Input →
□ □ □ □

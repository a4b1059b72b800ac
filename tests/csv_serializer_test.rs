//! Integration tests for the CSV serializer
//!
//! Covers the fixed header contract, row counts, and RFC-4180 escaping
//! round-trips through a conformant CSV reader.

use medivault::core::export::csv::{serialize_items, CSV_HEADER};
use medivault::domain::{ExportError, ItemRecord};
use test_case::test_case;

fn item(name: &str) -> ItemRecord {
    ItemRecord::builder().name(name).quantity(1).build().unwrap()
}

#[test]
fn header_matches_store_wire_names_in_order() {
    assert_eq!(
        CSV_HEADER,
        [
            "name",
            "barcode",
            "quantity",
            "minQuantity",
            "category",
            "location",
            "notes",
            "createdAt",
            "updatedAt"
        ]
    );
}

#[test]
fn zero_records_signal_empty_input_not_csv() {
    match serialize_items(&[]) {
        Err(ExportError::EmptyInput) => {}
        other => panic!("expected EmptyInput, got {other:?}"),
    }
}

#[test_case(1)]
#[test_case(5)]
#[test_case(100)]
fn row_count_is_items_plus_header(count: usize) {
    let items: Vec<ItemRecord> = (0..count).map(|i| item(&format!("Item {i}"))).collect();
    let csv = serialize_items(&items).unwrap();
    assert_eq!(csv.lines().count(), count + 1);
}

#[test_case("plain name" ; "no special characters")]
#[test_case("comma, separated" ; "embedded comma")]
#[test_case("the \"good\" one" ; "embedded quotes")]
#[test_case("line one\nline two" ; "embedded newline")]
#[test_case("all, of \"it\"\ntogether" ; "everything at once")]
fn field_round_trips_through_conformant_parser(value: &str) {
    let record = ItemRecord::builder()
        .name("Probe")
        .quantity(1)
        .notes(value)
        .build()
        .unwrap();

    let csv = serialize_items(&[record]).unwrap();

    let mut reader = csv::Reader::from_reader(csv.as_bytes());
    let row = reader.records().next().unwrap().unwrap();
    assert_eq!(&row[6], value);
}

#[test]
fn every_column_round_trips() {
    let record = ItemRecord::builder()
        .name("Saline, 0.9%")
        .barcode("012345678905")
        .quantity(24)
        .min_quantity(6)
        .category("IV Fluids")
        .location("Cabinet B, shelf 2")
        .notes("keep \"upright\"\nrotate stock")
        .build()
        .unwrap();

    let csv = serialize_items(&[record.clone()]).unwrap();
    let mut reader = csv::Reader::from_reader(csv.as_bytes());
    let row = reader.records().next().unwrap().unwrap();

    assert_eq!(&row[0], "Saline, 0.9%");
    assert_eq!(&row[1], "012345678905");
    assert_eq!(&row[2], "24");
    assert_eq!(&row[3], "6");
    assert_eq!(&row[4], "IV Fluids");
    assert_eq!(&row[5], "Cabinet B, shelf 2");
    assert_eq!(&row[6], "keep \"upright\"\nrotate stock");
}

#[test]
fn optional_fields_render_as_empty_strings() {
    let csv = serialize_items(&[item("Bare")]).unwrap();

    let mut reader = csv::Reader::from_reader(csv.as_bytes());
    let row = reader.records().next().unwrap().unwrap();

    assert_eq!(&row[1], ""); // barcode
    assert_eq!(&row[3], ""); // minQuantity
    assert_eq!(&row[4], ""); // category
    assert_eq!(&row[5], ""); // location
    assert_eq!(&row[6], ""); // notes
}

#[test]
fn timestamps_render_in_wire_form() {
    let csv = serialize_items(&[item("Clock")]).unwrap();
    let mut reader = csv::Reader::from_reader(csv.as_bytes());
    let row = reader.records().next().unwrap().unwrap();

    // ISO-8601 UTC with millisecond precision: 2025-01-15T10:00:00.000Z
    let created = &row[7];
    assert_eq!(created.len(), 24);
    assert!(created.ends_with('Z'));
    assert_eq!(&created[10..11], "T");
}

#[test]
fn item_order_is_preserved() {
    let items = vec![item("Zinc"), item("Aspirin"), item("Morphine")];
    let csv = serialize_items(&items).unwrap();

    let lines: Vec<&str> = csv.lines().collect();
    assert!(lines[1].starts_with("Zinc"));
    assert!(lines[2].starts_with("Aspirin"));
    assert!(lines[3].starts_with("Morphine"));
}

□ □ □ □

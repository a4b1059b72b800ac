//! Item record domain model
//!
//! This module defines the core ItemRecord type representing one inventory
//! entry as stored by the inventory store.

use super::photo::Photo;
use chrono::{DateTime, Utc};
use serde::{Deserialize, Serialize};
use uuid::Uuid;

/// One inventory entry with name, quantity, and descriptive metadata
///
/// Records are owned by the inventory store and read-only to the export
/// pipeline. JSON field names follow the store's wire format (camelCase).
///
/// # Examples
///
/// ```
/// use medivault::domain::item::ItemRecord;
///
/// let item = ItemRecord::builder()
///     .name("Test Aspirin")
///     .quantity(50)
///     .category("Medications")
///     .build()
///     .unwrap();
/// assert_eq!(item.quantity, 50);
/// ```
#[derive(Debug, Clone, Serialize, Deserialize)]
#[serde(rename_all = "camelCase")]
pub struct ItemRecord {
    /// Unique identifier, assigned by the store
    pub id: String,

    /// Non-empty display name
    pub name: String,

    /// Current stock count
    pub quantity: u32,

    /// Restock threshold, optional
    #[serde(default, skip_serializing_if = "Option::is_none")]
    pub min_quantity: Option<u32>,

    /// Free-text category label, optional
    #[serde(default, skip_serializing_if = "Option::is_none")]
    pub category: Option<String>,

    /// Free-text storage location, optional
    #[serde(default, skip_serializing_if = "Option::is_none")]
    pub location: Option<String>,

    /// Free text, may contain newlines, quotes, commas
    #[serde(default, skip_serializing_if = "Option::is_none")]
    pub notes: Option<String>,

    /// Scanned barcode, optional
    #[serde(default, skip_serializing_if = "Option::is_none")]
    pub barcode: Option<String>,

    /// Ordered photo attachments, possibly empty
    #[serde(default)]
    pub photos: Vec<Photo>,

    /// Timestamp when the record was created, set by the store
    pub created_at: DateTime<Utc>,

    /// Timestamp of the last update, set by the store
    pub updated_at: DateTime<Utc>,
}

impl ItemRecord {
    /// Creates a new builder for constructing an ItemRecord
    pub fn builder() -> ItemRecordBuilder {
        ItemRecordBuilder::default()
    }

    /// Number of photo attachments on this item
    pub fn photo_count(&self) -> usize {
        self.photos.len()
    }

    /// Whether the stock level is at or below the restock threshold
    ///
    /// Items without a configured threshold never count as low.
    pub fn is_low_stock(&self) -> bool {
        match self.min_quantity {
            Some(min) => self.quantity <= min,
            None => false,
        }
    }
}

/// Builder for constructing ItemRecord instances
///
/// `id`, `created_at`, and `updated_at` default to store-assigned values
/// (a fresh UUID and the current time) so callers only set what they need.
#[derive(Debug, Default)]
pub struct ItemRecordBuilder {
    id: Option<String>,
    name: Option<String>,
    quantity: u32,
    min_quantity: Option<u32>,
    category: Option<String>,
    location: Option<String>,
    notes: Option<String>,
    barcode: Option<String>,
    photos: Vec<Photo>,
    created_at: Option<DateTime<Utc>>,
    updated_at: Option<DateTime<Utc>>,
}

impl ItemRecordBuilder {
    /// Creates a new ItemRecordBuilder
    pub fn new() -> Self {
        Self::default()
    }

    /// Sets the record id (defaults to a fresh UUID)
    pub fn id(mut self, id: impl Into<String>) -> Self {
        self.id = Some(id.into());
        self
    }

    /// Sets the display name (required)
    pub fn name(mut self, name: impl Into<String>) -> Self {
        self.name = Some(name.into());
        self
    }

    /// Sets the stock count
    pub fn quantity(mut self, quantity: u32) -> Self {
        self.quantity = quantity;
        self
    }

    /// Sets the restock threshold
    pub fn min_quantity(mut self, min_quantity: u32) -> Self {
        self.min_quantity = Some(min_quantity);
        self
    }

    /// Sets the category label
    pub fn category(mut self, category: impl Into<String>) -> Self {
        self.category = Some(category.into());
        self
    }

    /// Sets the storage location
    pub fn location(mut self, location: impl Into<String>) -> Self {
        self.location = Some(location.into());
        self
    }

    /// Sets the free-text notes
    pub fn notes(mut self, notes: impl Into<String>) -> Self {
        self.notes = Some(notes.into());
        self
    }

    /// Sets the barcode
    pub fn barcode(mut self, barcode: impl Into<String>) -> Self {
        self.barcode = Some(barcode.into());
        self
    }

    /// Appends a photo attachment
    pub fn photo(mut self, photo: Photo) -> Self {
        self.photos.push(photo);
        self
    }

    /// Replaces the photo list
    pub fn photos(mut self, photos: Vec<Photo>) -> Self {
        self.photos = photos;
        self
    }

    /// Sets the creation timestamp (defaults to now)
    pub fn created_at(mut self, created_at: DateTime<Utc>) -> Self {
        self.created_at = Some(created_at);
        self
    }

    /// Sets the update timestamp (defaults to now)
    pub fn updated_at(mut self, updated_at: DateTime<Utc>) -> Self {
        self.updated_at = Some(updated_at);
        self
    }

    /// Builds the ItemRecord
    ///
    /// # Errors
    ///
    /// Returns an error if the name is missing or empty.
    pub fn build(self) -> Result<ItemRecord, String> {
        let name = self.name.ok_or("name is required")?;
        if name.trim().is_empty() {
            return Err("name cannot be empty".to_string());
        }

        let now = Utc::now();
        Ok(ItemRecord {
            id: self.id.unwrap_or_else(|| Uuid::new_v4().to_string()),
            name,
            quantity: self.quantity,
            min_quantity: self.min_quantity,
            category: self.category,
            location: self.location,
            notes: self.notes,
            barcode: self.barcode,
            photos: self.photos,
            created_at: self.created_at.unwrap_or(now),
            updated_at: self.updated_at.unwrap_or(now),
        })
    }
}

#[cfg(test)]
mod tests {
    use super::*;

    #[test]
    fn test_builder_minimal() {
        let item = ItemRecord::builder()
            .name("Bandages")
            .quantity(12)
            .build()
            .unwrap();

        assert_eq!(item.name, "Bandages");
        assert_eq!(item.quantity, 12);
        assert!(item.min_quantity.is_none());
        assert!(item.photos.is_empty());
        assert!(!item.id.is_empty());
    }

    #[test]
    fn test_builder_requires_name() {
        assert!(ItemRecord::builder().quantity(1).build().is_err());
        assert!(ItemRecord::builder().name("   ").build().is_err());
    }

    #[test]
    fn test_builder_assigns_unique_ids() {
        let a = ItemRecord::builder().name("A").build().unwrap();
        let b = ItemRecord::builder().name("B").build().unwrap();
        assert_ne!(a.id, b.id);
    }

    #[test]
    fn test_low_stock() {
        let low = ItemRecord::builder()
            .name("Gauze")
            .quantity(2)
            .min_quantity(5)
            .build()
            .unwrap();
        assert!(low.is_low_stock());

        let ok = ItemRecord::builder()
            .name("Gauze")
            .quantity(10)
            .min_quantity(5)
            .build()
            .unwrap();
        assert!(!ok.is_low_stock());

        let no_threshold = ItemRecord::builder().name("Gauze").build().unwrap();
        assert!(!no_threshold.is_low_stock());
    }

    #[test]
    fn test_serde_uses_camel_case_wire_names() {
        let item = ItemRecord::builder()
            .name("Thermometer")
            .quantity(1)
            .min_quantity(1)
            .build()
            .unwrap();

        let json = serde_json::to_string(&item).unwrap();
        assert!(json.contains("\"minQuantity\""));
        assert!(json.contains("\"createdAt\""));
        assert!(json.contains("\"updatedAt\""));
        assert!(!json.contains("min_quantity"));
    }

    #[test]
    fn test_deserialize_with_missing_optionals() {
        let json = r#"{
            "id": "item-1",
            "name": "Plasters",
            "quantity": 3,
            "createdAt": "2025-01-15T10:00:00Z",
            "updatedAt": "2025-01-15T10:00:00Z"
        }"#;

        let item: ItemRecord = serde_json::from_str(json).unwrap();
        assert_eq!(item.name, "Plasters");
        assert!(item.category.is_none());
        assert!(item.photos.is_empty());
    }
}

□ □ □ □

Task item → Go through the listing and say how many lines contain the string "notes", offering only the number.

Written response → 10